I start having some difficulties in understanding how subsequent patches (that claim sometimes to bring +2 or even more ELO gains) have not had the effect of pushing SF to break the barrier of 4.000 ELO points under all test and time conditions.

If you sum up all of the advertised gains, we should be well over 4.000.

I may be missing the point here.

Thanks!

AG

ChessconnectDGTTest

Jul 23, 2024

0

#2

DesperateKingWalk ha scritto:

What conditions would you like me to test?

Head to head is not really the best way to see rating gains.

You really need a pool of engines of different strengths then you can see rating gains... Even if SF 16.1 vs SF Beta draw all their games.

I will setup a test....

Many thanks DKW for your kind availability! BTW: Not urgent at all, of course!

Thanks!

AG

Powderdigit

Jul 23, 2024

0

#3

Very tricky for a layman like me to understand but looks interesting and great to see the collaboration. 👍

ChessconnectDGTTest

Jul 24, 2024

0

#4

@DesperateKingWalk excellent, thank-you.

The partial results are already interesting. SF 16.1 had already turned out to be somehow inferior to its predecessors (I wouldn't call it a flop), but it looks like the very recent patches have re-established this version as the leading one among the many they released. Time will confirm this.

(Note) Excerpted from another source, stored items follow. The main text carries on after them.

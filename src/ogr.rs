//! The native GDAL/OGR engine.
//!
//! Every call opens the dataset it needs, does its work and closes the handle
//! again before returning, so an [`OgrEngine`] can be shared freely.
//!
//! ```no_run
//! use ogrio::{OgrEngine, ReadOptions};
//!
//! let engine = OgrEngine::builder()
//!     .config_option("OGR_GEOJSON_MAX_OBJ_SIZE", "0")
//!     .route_errors_to_log(true)
//!     .build()?;
//! let adapter = ogrio::DatasetAdapter::new(engine);
//! let table = adapter.read("countries.geojson", &ReadOptions::default())?;
//! println!("{} rows", table.len());
//! # Ok::<(), ogrio::OgrioError>(())
//! ```

use std::ffi::c_int;
use std::fs;

use log::{debug, warn};

use crate::adapter::DatasetAdapter;
use crate::engine::{
    Feature, FeatureSink, FieldDefn, LayerDefinition, LayerInfo, LayerMeta, LayerQuery,
    LayerSelector, VectorEngine,
};
use crate::errors::{OgrioError, Result};
use crate::geometry::GeometryType;
use crate::options::{ReadOptions, WriteOptions};
use crate::path::DatasetPath;
use crate::table::Table;

use self::cpl::CslStringList;
use self::dataset::{Dataset, GdalDriver, GdalOpenFlags};
use self::layer::Layer;
use self::srs::SpatialRef;

pub mod config;
mod cpl;
mod dataset;
mod feature;
mod geometry;
mod layer;
mod srs;
mod utils;

#[cfg(test)]
mod tests;

/// [`VectorEngine`] backed by GDAL/OGR.
#[derive(Clone, Debug, Default)]
pub struct OgrEngine {
    config_options: Vec<(String, String)>,
}

impl OgrEngine {
    pub fn builder() -> OgrEngineBuilder {
        OgrEngineBuilder::default()
    }

    /// The GDAL config options this engine was built with.
    pub fn config_options(&self) -> &[(String, String)] {
        &self.config_options
    }
}

/// Sets up the process-wide GDAL state an [`OgrEngine`] runs with.
#[derive(Clone, Debug, Default)]
pub struct OgrEngineBuilder {
    config_options: Vec<(String, String)>,
    route_errors_to_log: bool,
}

impl OgrEngineBuilder {
    /// Set a GDAL config option (`CPLSetConfigOption`) when the engine is built.
    pub fn config_option(mut self, key: impl Into<String>, value: impl Into<String>) -> Self {
        self.config_options.push((key.into(), value.into()));
        self
    }

    /// Send GDAL diagnostics to the `log` facade instead of stderr.
    pub fn route_errors_to_log(mut self, route: bool) -> Self {
        self.route_errors_to_log = route;
        self
    }

    pub fn build(self) -> Result<OgrEngine> {
        for (key, value) in &self.config_options {
            config::set_config_option(key, value)?;
        }
        if self.route_errors_to_log {
            config::route_errors_to_log();
        }
        Ok(OgrEngine {
            config_options: self.config_options,
        })
    }
}

impl VectorEngine for OgrEngine {
    fn list_layers(&self, dataset: &DatasetPath) -> Result<Vec<LayerInfo>> {
        let ds = Dataset::open(dataset, GdalOpenFlags::default())?;
        Ok(ds.layers().map(|layer| layer.info()).collect())
    }

    fn read_layer(
        &self,
        dataset: &DatasetPath,
        layer: &LayerSelector,
        query: &LayerQuery<'_>,
        sink: &mut dyn FeatureSink,
    ) -> Result<()> {
        let ds = Dataset::open(dataset, GdalOpenFlags::default())?;
        let mut source = ds.select_layer(dataset, layer)?;
        if let Some(clause) = query.filter() {
            debug!("Applying attribute filter '{clause}' to layer '{}'", source.name());
            source.set_attribute_filter(clause)?;
        }

        let selected: Vec<(c_int, FieldDefn)> = (0..)
            .zip(source.fields())
            .filter(|(_, field)| query.selects(&field.name))
            .collect();
        let geometry_type = source
            .geometry_type()
            .filter(|_| query.read_geometry)
            .map(|t| {
                if query.force_2d {
                    GeometryType::new(t.kind, false)
                } else {
                    t
                }
            });
        let crs = match geometry_type {
            Some(_) => source.crs()?,
            None => None,
        };
        sink.begin(&LayerMeta {
            name: source.name(),
            fields: selected.iter().map(|(_, field)| field.clone()).collect(),
            geometry_type,
            crs,
        })?;

        let limit = query.max_features.unwrap_or(usize::MAX);
        for feature in source.features().take(limit) {
            let values = selected
                .iter()
                .map(|(idx, field)| feature.field(*idx, field))
                .collect::<Result<_>>()?;
            let geometry = match geometry_type {
                Some(_) => feature.geometry(query.force_2d)?,
                None => None,
            };
            sink.feature(Feature { values, geometry })?;
        }
        Ok(())
    }

    fn write_layer(
        &self,
        dataset: &DatasetPath,
        definition: &LayerDefinition,
        features: &mut dyn Iterator<Item = Feature>,
    ) -> Result<()> {
        let driver = GdalDriver::get_by_name(&definition.driver)?;
        remove_existing(&driver, dataset);

        let options = CslStringList::from_pairs(&definition.dataset_options)?;
        let ds = driver
            .create_vector_only(dataset, &options)
            .map_err(|err| err.into_write_error(dataset.as_str()))?;
        let written =
            fill_layer(&ds, dataset, definition, features).and_then(|count| ds.close().map(|_| count));

        match written {
            Ok(count) => {
                debug!(
                    "Wrote {count} features to layer '{}' of '{dataset}' ({})",
                    definition.name,
                    driver.short_name()
                );
                Ok(())
            }
            Err(err) => {
                if let Err(cleanup) = driver.delete(dataset) {
                    warn!("Failed to remove incomplete dataset '{dataset}': {cleanup}");
                }
                Err(err.into_write_error(dataset.as_str()))
            }
        }
    }
}

/// Clear the destination so the driver creates the dataset from scratch.
fn remove_existing(driver: &GdalDriver, dataset: &DatasetPath) {
    if let Some(local) = dataset.local_path() {
        if !local.exists() {
            return;
        }
    }
    if driver.delete(dataset).is_ok() {
        return;
    }
    // the existing file may belong to another driver
    if let Some(local) = dataset.local_path() {
        if let Err(err) = fs::remove_file(local) {
            warn!("Could not remove existing '{dataset}': {err}");
        }
    }
}

fn fill_layer(
    ds: &Dataset,
    dataset: &DatasetPath,
    definition: &LayerDefinition,
    features: &mut dyn Iterator<Item = Feature>,
) -> Result<usize> {
    let srs = definition
        .crs
        .as_deref()
        .filter(|_| definition.geometry_type.is_some())
        .map(SpatialRef::from_definition)
        .transpose()?;
    let options = CslStringList::from_pairs(&definition.layer_options)?;
    let mut layer = ds.create_layer(
        &definition.name,
        definition.geometry_type,
        srs.as_ref(),
        &options,
    )?;
    for field in &definition.fields {
        layer.create_field(field)?;
    }

    let transaction = ds.start_transaction()?;
    let mut count = 0;
    for (idx, feature) in features.enumerate() {
        write_feature(&mut layer, definition, &feature).map_err(|err| OgrioError::Write {
            path: dataset.to_string(),
            msg: format!("feature {idx}: {err}"),
        })?;
        count += 1;
    }
    if let Some(transaction) = transaction {
        transaction.commit()?;
    }
    Ok(count)
}

fn write_feature(layer: &mut Layer<'_>, definition: &LayerDefinition, feature: &Feature) -> Result<()> {
    if feature.values.len() != definition.fields.len() {
        return Err(OgrioError::Schema(format!(
            "feature has {} values but layer '{}' has {} fields",
            feature.values.len(),
            definition.name,
            definition.fields.len()
        )));
    }
    let mut c_feature = layer.new_feature()?;
    for (idx, value) in (0..).zip(&feature.values) {
        c_feature.set_field(idx, value)?;
    }
    if let (Some(_), Some(geometry)) = (definition.geometry_type, &feature.geometry) {
        c_feature.set_geometry(geometry)?;
    }
    layer.create_feature(&c_feature)
}

/// Layers of the dataset at `dataset`, read with a default [`OgrEngine`].
pub fn list_layers(dataset: impl Into<DatasetPath>) -> Result<Vec<LayerInfo>> {
    DatasetAdapter::new(OgrEngine::default()).list_layers(dataset)
}

/// Read one layer into a [`Table`] with a default [`OgrEngine`].
pub fn read(dataset: impl Into<DatasetPath>, options: &ReadOptions) -> Result<Table> {
    DatasetAdapter::new(OgrEngine::default()).read(dataset, options)
}

/// Write `table` with a default [`OgrEngine`].
pub fn write(table: &Table, dataset: impl Into<DatasetPath>, options: &WriteOptions) -> Result<()> {
    DatasetAdapter::new(OgrEngine::default()).write(table, dataset, options)
}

Dragon 3.3 is a bit of disappointment as it was expected to be on par with the "official" 16.1, at least.

Interesting the approach to have the engines use an openings book. In my test sessions (although not as scientific and well administered as yours!) I usually removed any openings books, to avoid "drive" the engines into one or another specific direction. I was only relying on the engines' pure calculation. Is your approach used to avoid a specific engine plays always the same moves?

ChessconnectDGTTest

Jul 24, 2024

0

#5

I also forgot to comment: "7 man TB will be in use" - wow, this is HUGE!

ChessconnectDGTTest

Jul 24, 2024

0

#6

Ha! Interesting. One really needs to wait and judge based on a significant amount of data. This is why tests conducted with a few hundred games are not so meaningful!

xuanxuan101

Jul 24, 2024

0

#7

hello

ChessconnectDGTTest

Jul 24, 2024

0

#8

DesperateKingWalk ha scritto:

Here are the final results of the test for Stockfish Beta you requested. The results speak for themselves....

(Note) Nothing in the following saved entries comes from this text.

//! Registry of the vector drivers this crate knows how to talk about.
//!
//! The engine decides what is actually available at runtime; this table only
//! records what a caller may expect from a round trip through each format and
//! which file extensions map to it.

use bitflags::bitflags;

use crate::errors::{OgrioError, Result};
use crate::path::DatasetPath;

bitflags! {
    /// What a driver can hold.
    #[derive(Clone, Copy, Debug, PartialEq, Eq)]
    pub struct DriverCaps: u8 {
        /// Native datetime fields (otherwise degraded to dates).
        const DATETIME = 0x01;
    }
}

/// What a write followed by a read gives back.
#[derive(Clone, Copy, Debug, PartialEq, Eq)]
pub enum RoundTrip {
    /// Same values and coordinates, bit for bit.
    Exact,
    /// Coordinates are written as text with at most this many digits after
    /// the decimal point (OGR's `COORDINATE_PRECISION`).
    Approximate { decimal_places: u32 },
    /// Features or ring vertices may come back in another order; no equality
    /// guarantee at all.
    Unordered { decimal_places: u32 },
}

impl RoundTrip {
    /// Decimal places kept for coordinates, `None` when exact.
    pub fn decimal_places(&self) -> Option<u32> {
        match self {
            RoundTrip::Exact => None,
            RoundTrip::Approximate { decimal_places }
            | RoundTrip::Unordered { decimal_places } => Some(*decimal_places),
        }
    }
}

#[derive(Clone, Debug, PartialEq, Eq)]
pub struct Driver {
    /// Name passed to the engine, e.g. `"ESRI Shapefile"`.
    pub short_name: &'static str,
    pub extensions: &'static [&'static str],
    pub round_trip: RoundTrip,
    pub caps: DriverCaps,
}

/// Known drivers.
///
/// The GeoJSON entries mirror OGR's default of 15 decimal places. Values whose
/// shortest decimal form is longer than that may still differ in the last bit
/// after a real round trip, so treat the declared precision as approximate.
pub static DRIVERS: &[Driver] = &[
    Driver {
        short_name: "ESRI Shapefile",
        extensions: &["shp", "dbf"],
        round_trip: RoundTrip::Exact,
        caps: DriverCaps::empty(),
    },
    Driver {
        short_name: "GeoJSON",
        extensions: &["geojson", "json"],
        round_trip: RoundTrip::Approximate {
            decimal_places: 15,
        },
        caps: DriverCaps::DATETIME,
    },
    Driver {
        short_name: "GeoJSONSeq",
        extensions: &["geojsons", "geojsonl"],
        round_trip: RoundTrip::Unordered {
            decimal_places: 15,
        },
        caps: DriverCaps::DATETIME,
    },
    Driver {
        short_name: "GPKG",
        extensions: &["gpkg"],
        round_trip: RoundTrip::Exact,
        caps: DriverCaps::all(),
    },
    Driver {
        short_name: "FlatGeobuf",
        extensions: &["fgb"],
        round_trip: RoundTrip::Exact,
        caps: DriverCaps::DATETIME,
    },
];

impl Driver {
    /// Look a driver up by short name, ignoring case.
    pub fn by_name(name: &str) -> Option<&'static Driver> {
        DRIVERS
            .iter()
            .find(|d| d.short_name.eq_ignore_ascii_case(name))
    }

    /// Infer the driver from the extension of `path`.
    pub fn for_path(path: &DatasetPath) -> Result<&'static Driver> {
        let extension = path.extension().ok_or_else(|| {
            OgrioError::BadArgument(format!(
                "cannot infer a driver for '{path}' without a file extension"
            ))
        })?;
        DRIVERS
            .iter()
            .find(|d| d.extensions.contains(&extension.as_str()))
            .ok_or_else(|| {
                OgrioError::BadArgument(format!(
                    "no known driver for extension '.{extension}' of '{path}'"
                ))
            })
    }
}

#[cfg(test)]
mod tests {
    use super::*;

    #[test]
    fn test_by_name() {
        assert_eq!(Driver::by_name("gpkg").unwrap().short_name, "GPKG");
        assert_eq!(
            Driver::by_name("ESRI Shapefile").unwrap().round_trip,
            RoundTrip::Exact
        );
        assert!(Driver::by_name("KML").is_none());
    }

    #[test]
    fn test_for_path() {
        let driver = Driver::for_path(&DatasetPath::new("/tmp/test.GeoJSON")).unwrap();
        assert_eq!(driver.short_name, "GeoJSON");
        assert_eq!(driver.round_trip.decimal_places(), Some(15));

        let driver = Driver::for_path(&DatasetPath::new("/tmp/test.geojsons")).unwrap();
        assert!(matches!(driver.round_trip, RoundTrip::Unordered { .. }));

        assert!(Driver::for_path(&DatasetPath::new("/tmp/test")).is_err());
        assert!(Driver::for_path(&DatasetPath::new("/tmp/test.xyz")).is_err());
    }

    #[test]
    fn test_caps() {
        let gpkg = Driver::by_name("GPKG").unwrap();
        assert!(gpkg.caps.contains(DriverCaps::DATETIME));
        let shp = Driver::by_name("ESRI Shapefile").unwrap();
        assert!(!shp.caps.contains(DriverCaps::DATETIME));
    }
}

Many thanks for your kind support and availability. Yes, I believe it is clear that 16.1 dev is not bringing any noticeable difference compared to the "standard" 16.1, despite the dev team keep on publishing patches over patches, claiming gains and gains.

Thanks.

ChessconnectDGTTest

Aug 7, 2024

0

#9

@DesperateKingWalk, I'm getting back to this thread, as I wanted to ask if you had considered using an anti-draw openings book for your turney.

https://www.sp-cc.de/anti-draw-openings.htm

The idea is to try and avoid those many many draws and somehow force the engines to a different outcome, as much as possible.

Thanks

ChessconnectDGTTest

Aug 7, 2024

0

#10

Absolutely fine, no problem but thanks anyway.